Ho imparato a fare il mediano

La macchina sbanda, tenta una frenata impossibile, poi lo schianto…
La vita di Marco, in un attimo, cambia radicalmente…

Marco ormai è un uomo. Quest’anno sono 31 all’anagrafe. Ricorda bene l’incidente. All’epoca era un diciassettenne che come tanti amava tenere il pallone tra i piedi. E Marco questo lo sapeva fare bene, tanto bene che faceva parte delle giovanili della Spal, squadra storica e blasonata della città di Ferrara. Un centrocampista di belle speranze, ottima visione di gioco e gran fiato.

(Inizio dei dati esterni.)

/// Planning failure.
///
/// `NotFound` is recoverable: the caller falls back to an alternate
/// rendering path rather than failing the document.
#[derive(Debug, Error, PartialEq, Eq)]
pub enum PlanError {
    /// Target absent from the page, even after whitespace-relaxed search.
    #[error("target text {0:?} not found in content stream")]
    NotFound(String),

    /// An empty target cannot anchor a rewrite.
    #[error("target text is empty")]
    EmptyTarget,
}

/// Role of a plan segment.
#[derive(Debug, Clone, Copy, PartialEq, Eq)]
pub enum SegmentRole {
    /// Part of the matched target; its bytes are replaced.
    Match,
    /// Surrounding text inside an affected operator; re-emitted verbatim.
    Context,
}

/// A contiguous byte region of one operator fragment.
#[derive(Debug, Clone, PartialEq, Eq)]
pub struct FragmentRef {
    /// Operator index in the page's operator sequence
    pub op_index: usize,
    /// Fragment index within the operator
    pub fragment_index: usize,
    /// First byte, relative to the fragment bytes
    pub byte_start: usize,
    /// Past-the-end byte, relative to the fragment bytes
    pub byte_end: usize,
}

/// One segment of a replacement plan.
#[derive(Debug, Clone)]
pub struct Segment {
    /// Match or context
    pub role: SegmentRole,
    /// Decoded text the segment covers
    pub text: String,
    /// Placement matrix of the segment's characters. Taken from the
    /// aligned span; falls back to the owning operator's text matrix when
    /// alignment geometry is missing (never to a default matrix).
    pub matrix: Matrix,
    /// Literal encoding the segment's bytes were written as
    pub literal_kind: LiteralKind,
    /// Half-open character offsets into the target substring.
    /// Empty (0..0) for context segments.
    pub target_start: usize,
    pub target_end: usize,
    /// Replacement text assigned to this segment (empty for context)
    pub replacement_text: String,
    /// Half-open character offsets into the full replacement string
    pub replacement_start: usize,
    pub replacement_end: usize,
    /// Operator byte regions the segment covers, in paint order
    pub fragments: Vec<FragmentRef>,
    /// The segment must be emitted as its own show-text operator because
    /// its run mixes literal kinds that cannot share one show call
    pub requires_isolation: bool,
    /// Maximum character range of the owning fragment a growing
    /// replacement may occupy without colliding with neighboring context.
    /// Extends over adjacent producer whitespace that the relaxed search
    /// excluded from the match.
    pub slice_max_extents: Range<usize>,
}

Ma la vita si sa non sempre mantiene le promesse con le quali ci illude , a volte sembra proprio avere un gusto sadico nel metterci i bastoni fra le ruote. In quel terribile schianto Marco subisce delle lesioni gravi all’anca e alle gambe. Già, proprio quelle gambe che erano la sua forza in mezzo al campo si sono spezzate come le ali di un uccellino…
Marco non ci sta, è orgoglioso, si riprende dallo shock e già pensa a ritornare in campo, ma il verdetto è impietoso: i medici gli dicono che potrà tornare a giocare ma addio sogni di gloria, non sarà più quello di prima. Le lesioni sono guarite ma il prezzo da pagare è stato alto, le operazioni l’hanno letteralmente modificato costringendolo a camminare e correre in maniera diversa. Per un calciatore abituato fin da piccolo a giocare in un certo modo significa una sola cosa: fine della carriera.

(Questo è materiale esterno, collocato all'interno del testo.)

/// Parse a content stream and derive execution records for its show-text
/// operators.
pub fn derive_operator_stream(data: &[u8], resources: &FontResources) -> Result<OperatorStream> {
    let operators = parse_content_stream(data)?;
    let mut gs = GraphicsStateStack::new();
    let mut text_depth = 0usize;
    let mut records = Vec::new();

    for (index, raw) in operators.iter().enumerate() {
        match &raw.op {
            Operator::SaveState => gs.save(),
            Operator::RestoreState => gs.restore(),
            Operator::Cm { a, b, c, d, e, f } => {
                let m = Matrix {
                    a: *a,
                    b: *b,
                    c: *c,
                    d: *d,
                    e: *e,
                    f: *f,
                };
                let state = gs.current_mut();
                state.ctm = m.multiply(&state.ctm);
            },
            Operator::BeginText => {
                text_depth += 1;
                let state = gs.current_mut();
                state.text_matrix = Matrix::identity();
                state.text_line_matrix = Matrix::identity();
            },
            Operator::EndText => {
                text_depth = text_depth.saturating_sub(1);
            },
            Operator::Td { tx, ty } => move_text_line(gs.current_mut(), *tx, *ty),
            Operator::TD { tx, ty } => {
                gs.current_mut().leading = -*ty;
                move_text_line(gs.current_mut(), *tx, *ty);
            },
            Operator::Tm { a, b, c, d, e, f } => {
                let m = Matrix {
                    a: *a,
                    b: *b,
                    c: *c,
                    d: *d,
                    e: *e,
                    f: *f,
                };
                let state = gs.current_mut();
                state.text_matrix = m;
                state.text_line_matrix = m;
            },
            Operator::TStar => next_line(gs.current_mut()),
            Operator::Tc { char_space } => gs.current_mut().char_space = *char_space,
            Operator::Tw { word_space } => gs.current_mut().word_space = *word_space,
            Operator::Tz { scale } => gs.current_mut().horizontal_scaling = *scale,
            Operator::TL { leading } => gs.current_mut().leading = *leading,
            Operator::Tf { font, size } => {
                let state = gs.current_mut();
                state.font_name = Some(font.clone());
                state.font_size = *size;
            },
            Operator::Tr { render } => gs.current_mut().render_mode = *render,
            Operator::Ts { rise } => gs.current_mut().text_rise = *rise,
            Operator::Tj { .. }
            | Operator::TJ { .. }
            | Operator::Quote { .. }
            | Operator::DoubleQuote { .. } => {
                // ' and " move to the next line / set spacing before showing
                match &raw.op {
                    Operator::Quote { .. } => next_line(gs.current_mut()),
                    Operator::DoubleQuote {
                        word_space,
                        char_space,
                        ..
                    } => {
                        let state = gs.current_mut();
                        state.word_space = *word_space;
                        state.char_space = *char_space;
                        next_line(state);
                    },
                    _ => {},
                }
                let record =
                    execute_show_text(index, raw, gs.depth(), text_depth, &mut gs, resources);
                records.push(record);
            },
            Operator::Other { .. } => {},
        }
    }

    Ok(OperatorStream { operators, records })
}

/// Td: translate the line matrix and reset the text matrix to it.
fn move_text_line(state: &mut crate::content::graphics_state::GraphicsState, tx: f32, ty: f32) {
    let m = Matrix::translation(tx, ty).multiply(&state.text_line_matrix);
    state.text_matrix = m;
    state.text_line_matrix = m;
}

/// T*: move to the start of the next line using the current leading.
fn next_line(state: &mut crate::content::graphics_state::GraphicsState) {
    let leading = state.leading;
    move_text_line(state, 0.0, -leading);
}

fn operator_name(op: &Operator) -> &'static str {
    match op {
        Operator::Tj { .. } => "Tj",
        Operator::TJ { .. } => "TJ",
        Operator::Quote { .. } => "'",
        Operator::DoubleQuote { .. } => "\"",
        _ => "?",
    }
}

/// Execute one show-text operator, advancing the text matrix and
/// producing its record.
fn execute_show_text(
    index: usize,
    raw: &RawOperator,
    depth: usize,
    text_depth: usize,
    gs: &mut GraphicsStateStack,
    resources: &FontResources,
) -> OperatorRecord {
    let pre = gs.current().clone();
    let metrics = pre.font_name.as_deref().and_then(|n| resources.get(n));
    if metrics.is_none() {
        log::warn!(
            "show-text operator at byte {} uses unknown font {:?}; widths unavailable",
            raw.span.start,
            pre.font_name
        );
    }

    let scale = pre.horizontal_scaling / 100.0;
    let mut fragments = Vec::new();
    let mut inter_fragment_advance = 0.0f32;

    let elements: Vec<TextElement> = match &raw.op {
        Operator::Tj { text } | Operator::Quote { text } => {
            vec![TextElement::String(text.clone())]
        },
        Operator::DoubleQuote { text, .. } => vec![TextElement::String(text.clone())],
        Operator::TJ { array } => array.clone(),
        _ => Vec::new(),
    };

    for element in &elements {
        match element {
            TextElement::String(operand) => {
                let decoded = match metrics {
                    Some(m) => m.decode(&operand.bytes),
                    // Latin-1 fallback keeps byte alignment; widths stay 0
                    None => operand
                        .bytes
                        .iter()
                        .enumerate()
                        .map(|(i, &b)| (b as char, i..i + 1))
                        .collect(),
                };

                let mut chars = Vec::with_capacity(decoded.len());
                let mut text = String::with_capacity(decoded.len());
                for (ch, byte_range) in decoded {
                    let width_units = metrics.and_then(|m| m.width(ch)).unwrap_or(0.0);
                    let word_space = match metrics {
                        Some(m) if m.word_space_applies(ch) => pre.word_space,
                        _ => 0.0,
                    };
                    let advance = (width_units / 1000.0 * pre.font_size
                        + pre.char_space
                        + word_space)
                        * scale;
                    let matrix = gs.current().text_matrix;
                    chars.push(FragmentChar {
                        ch,
                        byte_range,
                        matrix,
                        width_units,
                        advance,
                    });
                    text.push(ch);
                    let state = gs.current_mut();
                    state.text_matrix =
                        Matrix::translation(advance, 0.0).multiply(&state.text_matrix);
                }

                fragments.push(Fragment {
                    text,
                    raw: operand.bytes.clone(),
                    range: operand.range.clone(),
                    kind: operand.kind,
                    chars,
                });
            },
            TextElement::Offset(offset) => {
                let advance = -offset / 1000.0 * pre.font_size * scale;
                inter_fragment_advance += advance;
                let state = gs.current_mut();
                state.text_matrix = Matrix::translation(advance, 0.0).multiply(&state.text_matrix);
            },
        }
    }

    let post = gs.current().text_matrix;
    let total_advance: f32 = fragments
        .iter()
        .flat_map(|f| f.chars.iter())
        .map(|c| c.advance)
        .sum::<f32>()
        + inter_fragment_advance;

    OperatorRecord {
        index,
        name: operator_name(&raw.op).to_string(),
        span: raw.span.clone(),
        depth,
        text_depth,
        ctm: pre.ctm,
        text_matrix: pre.text_matrix,
        text_line_matrix: pre.text_line_matrix,
        font_name: pre.font_name.clone(),
        font_size: pre.font_size,
        char_space: pre.char_space,
        word_space: pre.word_space,
        horizontal_scaling: pre.horizontal_scaling,
        leading: pre.leading,
        text_rise: pre.text_rise,
        fragments,
        post_text_matrix: post,
        advance: Point::new(total_advance, 0.0),
        inter_fragment_advance,
    }
}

Ed è lì che qualcosa nella testa di Marco comincia a rompersi. Ma non si tratta di una rottura violenta, improvvisa. Lentamente, in silenzio, quasi in un punta di piedi si insinua un dubbio. E’ la trave della sicurezza in se stesso che sta cominciando a scricchiolare.
Marco si deve reinventare, il calcio gli ha chiuso una bella porta in faccia. Di certo le qualità non gli mancano e nemmeno gli interessi. Oltre al calcio Marco è appassionato di moda. Un ragazzo che è sempre vestito in maniera impeccabile e allo stesso tempo originale. Ma anche una passione per i bei vestiti che va oltre il semplice indossarli. A Marco piace disegnarli. E così, manco a farlo apposta, ecco arrivare la grande occasione per dare libero sfogo al suo estro. Trova lavoro presso una casa di moda. Lo stipendio è buono e con esso anche le soddisfazioni professionali. Ma si sa, quello della moda è un mondo particolare, il rischio di perdersi nei vizi è sempre dietro l’angolo, specie se quel tarlo che si è arenato nella testa cresce a dismisura.

Fino a quel momento la droga per Marco non rappresentava un problema. Qualche canna con gli amici. una sniffata di coca di tanto in tanto. Cosa vuoi che sia pensava tra sé e sé. E invece, quando meno te lo aspetti, eccola lì al varco, come un avvoltoio che vola sopra al corpo di un agonizzante, pronto per divorarne i resti.
L’agonia di Marco non si è fatta attendere. Per uno strano, macabro scherzo del destino è stato un altro incidente a ferirlo nuovamente. Una sola differenza: stavolta le ferite da rimarginare non sono quelle del fisico, ma quell’dell’animo…

E’ stato uno schianto in auto a portare via la compagna di Marco. Un amore grande, pulito, vero… Bastano questi tre aggettivi per descrivere quello che è stato il significato, l’essenza della loro storia, tutto il resto sarebbe superfluo…
Marco stavolta non reagisce, il colpo è troppo duro, stavolta quel dubbio, quel tarlo, complice la sfortuna, riemerge prepotentemente. Che fare? Drogarsi in quel momento gli appare come la soluzione migliore. In fondo per lui la droga era sempre stata un giochino gestibile, perché temerla?

Marco è a Sanpa da circa due anni. Le cose, com’é facilmente intuibile non sono andate esattamente come credeva. Ha pagato a caro prezzo la presunzione di poter flirtare con la cocaina senza innamorarsene.

Marco adesso è tornato sul manto erboso che preferisce. Da qualche mese gioca con la “nazionale” della comunità. Disputa il campionato della seconda categoria romagnola, ma dopo tutto questo travaglio per lui è come disputare la Champions League. Non si può certo dire che la sua sia una storia che ricalca le orme di un celebre pezzo di Ligabue “Una vita da mediano che natura non ti ha dato né lo spunto della punta nè del dieci che peccato…”. No, Marco è l’esatto contrario, un dieci che si è dovuto adattare a fare il mediano, scendendo dall’olimpo degli dei del pallone per convivere con i comuni mortali. Ma a me piace leggerla da un altro punto di vista: la storia di un bambino, un ragazzino con il dieci sulla schiena che è diventato uomo quando ha imparato a fare il mediano.